How To Help A Child With A Learning Disability - Beachside Teen Treatment Center

How To Help A Child With A Learning Disability

Troy loved it when his grandma read him stories. She was animated and tried to do voices for all the characters! But, when Troy tried to read for himself, the letters swarmed all over the page and he couldn’t understand this weird language. Troy’s teacher suspected he was dyslexic.

Jose loved everything about school – except math. He was a talented basketball player and one day hoped to play in the NBA. He loved history, English, and even science experiments, but he just couldn’t seem to wrap his head around math. His algebra teacher asked to speak with his parents about the possibility Jose had dyscalculia.
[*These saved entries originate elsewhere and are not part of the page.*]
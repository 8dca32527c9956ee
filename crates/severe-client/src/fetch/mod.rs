// Copyright 2025 Chris Custine
//
// Licensed under the Apache License, Version 2.0 (the "License");
// you may not use this file except in compliance with the License.
// You may obtain a copy of the License at
//
//     http://www.apache.org/licenses/LICENSE-2.0
//
// Unless required by applicable law or agreed to in writing, software
// distributed under the License is distributed on an "AS IS" BASIS,
// WITHOUT WARRANTIES OR CONDITIONS OF ANY KIND, either express or implied.
// See the License for the specific language governing permissions and
// limitations under the License.

//! HTTP fetch layer.
//!
//! Every remote call in this crate goes through the [`Fetch`] trait, which
//! keeps the rest of the crate free of I/O and lets tests serve canned
//! bodies. [`HttpFetcher`] is the blocking `reqwest` implementation and
//! [`CachedFetcher`] adds a bounded time-to-live cache in front of any
//! fetcher.

mod cache;

pub use cache::{CachedFetcher, TtlCache};

use std::sync::Arc;
use std::time::Duration;

use log::debug;
use reqwest::header::{HeaderMap, HeaderValue, ACCEPT};
use serde_json::Value;
use thiserror::Error;

/// Default user agent. The NWS and SPC services ask every client to identify itself.
pub const DEFAULT_USER_AGENT: &str = "severe-dashboard/0.1 (https://github.com/ccustine/severe-dashboard)";

/// Query string parameters, in the order they are sent.
pub type Query<'a> = &'a [(&'a str, &'a str)];

/// Errors raised by a remote call.
#[derive(Debug, Error)]
pub enum UpstreamError {
    #[error("request to {url} failed: {source}")]
    Transport {
        url: String,
        #[source]
        source: reqwest::Error,
    },

    #[error("{url} returned HTTP {status}")]
    Status { url: String, status: u16 },

    #[error("malformed JSON from {url}: {source}")]
    Json {
        url: String,
        #[source]
        source: serde_json::Error,
    },

    /// A 2xx response whose body is an ArcGIS `{"error": {...}}` document.
    #[error("{url} reported error {code}: {message}")]
    Service { url: String, code: i64, message: String },
}

impl UpstreamError {
    /// Whether the failure was the request timing out.
    #[must_use]
    pub fn is_timeout(&self) -> bool {
        matches!(self, Self::Transport { source, .. } if source.is_timeout())
    }
}

/// Source of remote response bodies.
pub trait Fetch: Send + Sync {
    /// GET `url` with `query` and return the body text of a 2xx response.
    fn get_text(&self, url: &str, query: Query<'_>) -> Result<String, UpstreamError>;

    /// GET `url` with `query` and parse the body as JSON.
    ///
    /// A body carrying a top-level `error` object is an error even though
    /// the response was 2xx.
    fn get_json(&self, url: &str, query: Query<'_>) -> Result<Value, UpstreamError> {
        let body = self.get_text(url, query)?;
        parse_json_body(url, &body)
    }

    /// Check that `url` answers 2xx without keeping the body.
    fn head(&self, url: &str) -> Result<(), UpstreamError> {
        self.get_text(url, &[]).map(|_| ())
    }
}

impl<F: Fetch + ?Sized> Fetch for &F {
    fn get_text(&self, url: &str, query: Query<'_>) -> Result<String, UpstreamError> {
        (**self).get_text(url, query)
    }

    fn get_json(&self, url: &str, query: Query<'_>) -> Result<Value, UpstreamError> {
        (**self).get_json(url, query)
    }

    fn head(&self, url: &str) -> Result<(), UpstreamError> {
        (**self).head(url)
    }
}

impl<F: Fetch + ?Sized> Fetch for Arc<F> {
    fn get_text(&self, url: &str, query: Query<'_>) -> Result<String, UpstreamError> {
        (**self).get_text(url, query)
    }

    fn get_json(&self, url: &str, query: Query<'_>) -> Result<Value, UpstreamError> {
        (**self).get_json(url, query)
    }

    fn head(&self, url: &str) -> Result<(), UpstreamError> {
        (**self).head(url)
    }
}

/// Parse a response body as JSON, rejecting ArcGIS error documents.
pub fn parse_json_body(url: &str, body: &str) -> Result<Value, UpstreamError> {
    let doc: Value = serde_json::from_str(body).map_err(|source| UpstreamError::Json {
        url: url.to_string(),
        source,
    })?;
    match service_error(url, &doc) {
        Some(err) => Err(err),
        None => Ok(doc),
    }
}

/// The error carried by a `{"error": {"code": .., "message": ..}}` document, if any.
#[must_use]
pub fn service_error(url: &str, doc: &Value) -> Option<UpstreamError> {
    let error = doc.get("error")?.as_object()?;
    let code = error.get("code").and_then(Value::as_i64).unwrap_or(0);
    let message = error
        .get("message")
        .and_then(Value::as_str)
        .unwrap_or("unknown error")
        .to_string();
    Some(UpstreamError::Service {
        url: url.to_string(),
        code,
        message,
    })
}

/// Build the cache key for a request: the URL followed by its query string.
#[must_use]
pub fn request_key(url: &str, query: Query<'_>) -> String {
    if query.is_empty() {
        return url.to_string();
    }
    let params: Vec<String> = query.iter().map(|(k, v)| format!("{k}={v}")).collect();
    format!("{url}?{}", params.join("&"))
}

/// Configuration for outbound HTTP.
#[derive(Debug, Clone)]
pub struct FetchConfig {
    /// User agent sent with every request.
    pub user_agent: String,
    /// Per-request timeout.
    pub timeout: Duration,
    /// How long a cached body stays valid.
    pub cache_ttl: Duration,
    /// Maximum number of cached bodies.
    pub cache_capacity: usize,
}

impl Default for FetchConfig {
    fn default() -> Self {
        Self {
            user_agent: DEFAULT_USER_AGENT.to_string(),
            timeout: Duration::from_secs(25),
            cache_ttl: Duration::from_secs(300),
            cache_capacity: 128,
        }
    }
}

/// Blocking HTTP fetcher backed by `reqwest`.
#[derive(Debug, Clone)]
pub struct HttpFetcher {
    client: reqwest::blocking::Client,
}

impl HttpFetcher {
    /// Create a fetcher with the configured user agent and timeout.
    pub fn new(config: &FetchConfig) -> Result<Self, UpstreamError> {
        let mut headers = HeaderMap::new();
        headers.insert(
            ACCEPT,
            HeaderValue::from_static("application/geo+json, application/json, text/csv"),
        );

        let client = reqwest::blocking::Client::builder()
            .user_agent(config.user_agent.clone())
            .default_headers(headers)
            .timeout(config.timeout)
            .build()
            .map_err(|source| UpstreamError::Transport {
                url: String::new(),
                source,
            })?;

        Ok(Self { client })
    }
}

impl Fetch for HttpFetcher {
    fn get_text(&self, url: &str, query: Query<'_>) -> Result<String, UpstreamError> {
        debug!("GET {}", request_key(url, query));

        let transport = |source| UpstreamError::Transport {
            url: url.to_string(),
            source,
        };

        let response = self.client.get(url).query(query).send().map_err(transport)?;

        let status = response.status();
        if !status.is_success() {
            return Err(UpstreamError::Status {
                url: url.to_string(),
                status: status.as_u16(),
            });
        }

        response.text().map_err(transport)
    }

    fn head(&self, url: &str) -> Result<(), UpstreamError> {
        debug!("HEAD {}", url);

        let response = self.client.head(url).send().map_err(|source| UpstreamError::Transport {
            url: url.to_string(),
            source,
        })?;

        let status = response.status();
        if status.is_success() {
            Ok(())
        } else {
            Err(UpstreamError::Status {
                url: url.to_string(),
                status: status.as_u16(),
            })
        }
    }
}

#[cfg(test)]
pub(crate) mod testing {
    //! Canned-response fetcher shared by the tests of every module.

    use std::collections::HashMap;
    use std::sync::atomic::{AtomicUsize, Ordering};

    use super::{request_key, Fetch, Query, UpstreamError};

    #[derive(Debug, Default)]
    pub struct FixtureFetcher {
        bodies: HashMap<String, String>,
        calls: AtomicUsize,
    }

    impl FixtureFetcher {
        pub fn new() -> Self {
            Self::default()
        }

        /// Serve `body` for any request to `url`, whatever its query string.
        pub fn with(mut self, url: &str, body: impl Into<String>) -> Self {
            self.bodies.insert(url.to_string(), body.into());
            self
        }

        pub fn calls(&self) -> usize {
            self.calls.load(Ordering::SeqCst)
        }
    }

    impl Fetch for FixtureFetcher {
        fn get_text(&self, url: &str, query: Query<'_>) -> Result<String, UpstreamError> {
            self.calls.fetch_add(1, Ordering::SeqCst);
            self.bodies
                .get(url)
                .or_else(|| self.bodies.get(&request_key(url, query)))
                .cloned()
                .ok_or_else(|| UpstreamError::Status {
                    url: url.to_string(),
                    status: 404,
                })
        }
    }
}

#[cfg(test)]
mod tests {
    use super::testing::FixtureFetcher;
    use super::*;

    #[test]
    fn test_request_key_keeps_param_order() {
        let key = request_key("https://x/query", &[("where", "1=1"), ("f", "geojson")]);
        assert_eq!(key, "https://x/query?where=1=1&f=geojson");
        assert_eq!(request_key("https://x", &[]), "https://x");
    }

    #[test]
    fn test_get_json_rejects_malformed_body() {
        let fetcher = FixtureFetcher::new().with("https://x", "{not json");
        let err = fetcher.get_json("https://x", &[]).unwrap_err();
        assert!(matches!(err, UpstreamError::Json { .. }));
        assert!(!err.is_timeout());
    }

    #[test]
    fn test_missing_fixture_is_status_error() {
        let fetcher = FixtureFetcher::new();
        let err = fetcher.get_text("https://nowhere", &[]).unwrap_err();
        assert!(matches!(err, UpstreamError::Status { status: 404, .. }));
    }

    #[test]
    fn test_fetch_through_arc() {
        let fetcher = Arc::new(FixtureFetcher::new().with("https://x", "[1,2]"));
        let value = fetcher.get_json("https://x", &[]).unwrap();
        assert_eq!(value, serde_json::json!([1, 2]));
    }

    #[test]
    fn test_get_json_rejects_service_error_document() {
        let body = r#"{"error":{"code":500,"message":"Unable to complete operation.","details":[]}}"#;
        let fetcher = FixtureFetcher::new().with("https://x/1/query", body);
        let err = fetcher.get_json("https://x/1/query", &[]).unwrap_err();
        match err {
            UpstreamError::Service { url, code, message } => {
                assert_eq!(url, "https://x/1/query");
                assert_eq!(code, 500);
                assert_eq!(message, "Unable to complete operation.");
            }
            other => panic!("unexpected error: {other}"),
        }
    }

    #[test]
    fn test_error_field_that_is_not_an_object_is_data() {
        let doc = serde_json::json!({"error": null, "layers": []});
        assert!(service_error("https://x", &doc).is_none());
        assert!(service_error("https://x", &serde_json::json!([1])).is_none());
    }

    #[test]
    fn test_head_falls_back_to_get() {
        let fetcher = FixtureFetcher::new().with("https://img/latest.jpg", "jpeg");
        assert!(fetcher.head("https://img/latest.jpg").is_ok());
        assert!(matches!(
            fetcher.head("https://img/missing.jpg"),
            Err(UpstreamError::Status { status: 404, .. })
        ));
    }
}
Katrina couldn’t figure out why she couldn’t focus. Most of the kids in her class had no problem following along and keeping up with the teacher. Katrina’s mind wandered constantly – unless she was thinking about art. Then, she could focus relentlessly. Katrina’s parents wondered if she had a learning disability.

There are multiple types of learning disabilities that children can suffer with all their lives and never know. Help for kids with a learning disability starts with the adults responsible for their learning – parents and teachers. After learning about the different types of learning disabilities, we can focus on how best to help students with those conditions.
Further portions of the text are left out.